Pourquoi les humains ont 12 vertèbres thoraciques avec des côtes et pas 11 ou 13 ? Qu’est-ce qui détermine l’emplacement des organes dans notre thorax ? Voici quelques-unes des questions que l’on se pose en embryologie. «Pour étudier l’activité des gènes qui contrôlent ce schéma de construction, nous utilisons des organoïdes de cellules-souches embryonnaires de souris, déclare Denis Duboule. Plus précisément des gastruloïdes, qui correspondent à un stade de développement précoce de l’embryon avant une réorganisation massive des cellules (gastrulation).»

Ces gastruloïdes ne sont pas des embryons, mais des structures qui, dans certaines conditions de culture, s’organisent un peu comme les embryons. Les cellules vont croître, mais pas dans la bonne direction, ce qui ne déclenchera jamais les étapes de développement suivantes, notamment la formation des organes tels que le foie ou les reins.

Les gastruloïdes ne suffisent donc pas pour l’étude du développement embryonnaire. Selon le chercheur, «c’est un moyen alternatif qui convient seulement pour certaines questions précises. Il ne remplacera pas l’étude de réels embryons. Et les résultats obtenus devront de toute façon être vérifiés sur des embryons.»
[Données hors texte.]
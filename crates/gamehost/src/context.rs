//! Execution context: the process-wide turn gate
//!
//! At most one session runs script code at a time. Sessions queue on a fair
//! mutex and are admitted in arrival order. Entering returns a `TurnGuard`;
//! dropping it exits, on every path including errors and panics.

use std::sync::{Arc, Mutex, PoisonError};
use tokio::sync::{Mutex as AsyncMutex, OwnedMutexGuard};

struct Inner {
    gate: Arc<AsyncMutex<()>>,
    owner: Mutex<Option<u64>>,
}

/// Shared turn gate; clones refer to the same gate
#[derive(Clone)]
pub struct ExecutionContext {
    inner: Option<Arc<Inner>>,
}

impl ExecutionContext {
    /// Serialized turns, FIFO
    pub fn new() -> Self {
        Self {
            inner: Some(Arc::new(Inner {
                gate: Arc::new(AsyncMutex::new(())),
                owner: Mutex::new(None),
            })),
        }
    }

    /// Pass-through gate: every enter succeeds at once
    pub fn parallel() -> Self {
        Self { inner: None }
    }

    /// Wait for the gate, then bind it to `id`
    pub async fn enter(&self, id: u64) -> TurnGuard {
        let Some(inner) = &self.inner else {
            return TurnGuard {
                _permit: None,
                inner: None,
                id,
            };
        };

        let permit = inner.gate.clone().lock_owned().await;
        *inner.owner.lock().unwrap_or_else(PoisonError::into_inner) = Some(id);
        tracing::trace!(session = id, "Turn entered");

        TurnGuard {
            _permit: Some(permit),
            inner: Some(inner.clone()),
            id,
        }
    }

    /// Session currently bound, if any
    pub fn owner(&self) -> Option<u64> {
        self.inner
            .as_ref()
            .and_then(|inner| *inner.owner.lock().unwrap_or_else(PoisonError::into_inner))
    }
}

impl Default for ExecutionContext {
    fn default() -> Self {
        Self::new()
    }
}

/// Proof of holding the turn; drop to exit
pub struct TurnGuard {
    _permit: Option<OwnedMutexGuard<()>>,
    inner: Option<Arc<Inner>>,
    id: u64,
}

impl TurnGuard {
    pub fn id(&self) -> u64 {
        self.id
    }
}

impl Drop for TurnGuard {
    fn drop(&mut self) {
        if let Some(inner) = &self.inner {
            let mut owner = inner.owner.lock().unwrap_or_else(PoisonError::into_inner);
            if *owner == Some(self.id) {
                *owner = None;
            }
            tracing::trace!(session = self.id, "Turn exited");
        }
        // permit is released after this, unblocking the next waiter
    }
}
Quelques avantages tout de même : « grâce aux gastruloïdes, il est possible de voir l’activité génétique de nos propres yeux, en direct ! Il suffit de mettre une protéine fluorescente dans le gène étudié, continue-t-il. C’est aussi un gain de temps considérable par rapport au travail avec des souris. Ce qui nous prenait un an est maintenant possible en à peine deux mois. Sans compter la diminution des besoins d’expérimentation animale bien sûr.»